You probably have a fire safety plan for your human family, but don’t forget about your pets! Remember where your pets usually hide and sleep so you can find them in an emergency.

  • If there's an emergency, try to put your pet on a leash or in a carrier. That way you can control their behavior if they’re scared.
  • Keep some of your pet's food in your family's emergency kit. You should also keep a copy of your pet’s health records in the kit in case you need to board them at a kennel.
  • Make sure your pet's collars and tags are up to date. They're a lifeline if you get separated in an emergency.
  • Take your pet to the vet as soon as you can after a fire. Smoke inhalation and burns on foot pads are common — but serious — injuries.  

Animals associate punishment with whatever they’re doing at the moment.
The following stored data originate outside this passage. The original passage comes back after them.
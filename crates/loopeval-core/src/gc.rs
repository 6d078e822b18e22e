use crate::errors::EvalResult;
use crate::idempotency::SqliteIdempotency;
use crate::model::{now_ms, ExptStatus, RunState};
use crate::storage::Store;
use std::time::Duration;

const PURGE_BATCH: usize = 100;

#[derive(Debug, Clone, Default, PartialEq, Eq)]
pub struct JanitorReport {
    pub purged_experiments: usize,
    pub expired_keys: usize,
    pub reaped_items: usize,
}

/// Background cleanup: purges tombstoned experiments, expires idempotency
/// keys and terminates items stranded on finished experiments.
#[derive(Clone)]
pub struct Janitor {
    store: Store,
    idem: SqliteIdempotency,
    retention: Duration,
    stale_after: Duration,
}

impl Janitor {
    pub fn new(store: Store, retention: Duration, stale_after: Duration) -> Self {
        Self {
            idem: SqliteIdempotency::new(store.clone()),
            store,
            retention,
            stale_after,
        }
    }

    pub fn run_once(&self) -> EvalResult<JanitorReport> {
        let mut report = JanitorReport::default();
        let before = now_ms() - self.retention.as_millis() as i64;
        for id in self.store.deleted_experiments(before, PURGE_BATCH)? {
            if self.store.purge_experiment(id)? {
                report.purged_experiments += 1;
            }
        }
        report.expired_keys = self.idem.sweep()?;

        let stale_before = now_ms() - self.stale_after.as_millis() as i64;
        let finished = self.store.experiments_in_status(&[
            ExptStatus::Success,
            ExptStatus::Failed,
            ExptStatus::Terminated,
            ExptStatus::Drained,
        ])?;
        for e in finished {
            report.reaped_items += self
                .store
                .reap_stale_items(e.id, stale_before, RunState::Terminated)?
                .len();
        }

        if report != JanitorReport::default() {
            tracing::info!(
                event = "gc.completed",
                purged = report.purged_experiments,
                expired_keys = report.expired_keys,
                reaped = report.reaped_items,
            );
        }
        Ok(report)
    }
}

#[cfg(test)]
mod tests {
    use super::*;
    use crate::idempotency::IdempotencyStore;

    #[test]
    fn test_sweeps_expired_keys() {
        let store = Store::memory_with_schema().unwrap();
        let idem = SqliteIdempotency::new(store.clone());
        idem.set("gone", Duration::from_millis(0)).unwrap();
        idem.set("kept", Duration::from_secs(60)).unwrap();
        let janitor = Janitor::new(store, Duration::ZERO, Duration::from_secs(60));
        let report = janitor.run_once().unwrap();
        assert_eq!(report.expired_keys, 1);
        assert!(idem.exists("kept").unwrap());
    }
}
#[tokio::test(flavor = "multi_thread", worker_threads = 4)]
async fn test_online_invoke_then_finish() {
    let h = Harness::start().await;
    let set = h.dataset("online", Vec::new());
    let ev = h.evaluator("judge").await;
    let mut req = h.offline("online", set, vec![ev]);
    req.expt_type = ExptType::Online;
    let e = h.engine.manager().create(&h.ctx(), req).await.unwrap();
    assert_eq!(e.status, ExptStatus::Pending);

    let svc = h.engine.experiments();
    let item = |id: &str, score: f64| NewItem {
        item_key: Some(id.into()),
        turns: vec![BTreeMap::from([("id".to_string(), json!(id)), ("score".to_string(), json!(score))])],
    };
    let res = svc
        .invoke(
            &h.ctx(),
            InvokeExperimentRequest {
                space_id: SPACE,
                expt_id: e.id,
                items: vec![item("A", 1.0), item("B", 0.0)],
                ext: BTreeMap::new(),
            },
        )
        .await
        .unwrap();
    assert_eq!(res.added, 2);
    assert!(res.outcomes.iter().all(|o| o.error.is_none()));

    wait_until("invoked items", || {
        h.engine.store().get_stats(e.id).unwrap().unwrap().success_cnt == 2
    })
    .await;
    // Online experiments stay open until finished.
    assert_eq!(h.engine.manager().get(SPACE, e.id).unwrap().status, ExptStatus::Processing);

    svc.invoke(
        &h.ctx(),
        InvokeExperimentRequest {
            space_id: SPACE,
            expt_id: e.id,
            items: vec![item("C", 0.5)],
            ext: BTreeMap::new(),
        },
    )
    .await
    .unwrap();
    wait_until("second invoke", || {
        h.engine.store().get_stats(e.id).unwrap().unwrap().success_cnt == 3
    })
    .await;

    let done = svc
        .finish(&h.ctx(), &ExptRef { space_id: SPACE, expt_id: e.id })
        .await
        .unwrap();
    assert_eq!(done.status, ExptStatus::Success);
    let again = svc
        .finish(&h.ctx(), &ExptRef { space_id: SPACE, expt_id: e.id })
        .await
        .unwrap();
    assert_eq!(again.status, ExptStatus::Success);
    let (_, aggs) = h.engine.wait_for_aggregates(SPACE, e.id, WAIT).await.unwrap();
    let avg = aggs[0].get(AggregatorType::Average).unwrap().value().unwrap();
    assert!((avg - 0.5).abs() < 1e-9);

    h.engine.shutdown().await;
}

#[tokio::test(flavor = "multi_thread", worker_threads = 4)]
async fn test_deadline_drains_experiment() {
    let h = Harness::start().await;
    let turns = (0..20)
        .map(|i| json!({"id": format!("I{}", i), "score": 1.0, "delay_ms": 40}))
        .collect();
    let set = h.dataset("deadline", turns);
    let ev = h.evaluator("judge").await;
    let mut req = h.offline("deadline", set, vec![ev]);
    req.item_concurrency = Some(1);
    req.max_alive_time_ms = 150;
    let (e, _) = h.engine.manager().submit(&h.ctx(), req).await.unwrap();

    let done = h.engine.wait_for_terminal(SPACE, e.id, WAIT).await.unwrap();
    assert_eq!(done.status, ExptStatus::Drained);
    let s = h.engine.store().get_stats(e.id).unwrap().unwrap();
    assert_eq!((s.pending_cnt, s.processing_cnt), (0, 0));
    assert!(s.terminated_cnt > 0);
    assert_stats_balanced(&h.engine, e.id);
    assert_eq!(h.engine.quota().usage(SPACE).unwrap().in_use, 0);

    h.engine.shutdown().await;
}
For punishment to work, you have to catch your pet right as they’re doing the bad behavior. That's hard to do, which is why punishment is ineffective and sometimes harmful.

Try changing the environment instead of your pet's behavior. Move things out of reach or make them hard to get into. If your cat is scratching furniture, change the texture by putting something smooth or sticky over it. You can keep pets from chewing on cords or plants by coating the surface with a bitter, pet-safe liquid.

All animals would rather do something pleasant than unpleasant. Instead of trying to stop bad behaviors, teach your pet good ones so you can reward him.


Your dog needs a den to feel at home. If you don't give them one, they'll make one wherever they feel cozy. Crate training is based on your dog's desire to be in a comfortable, secure place.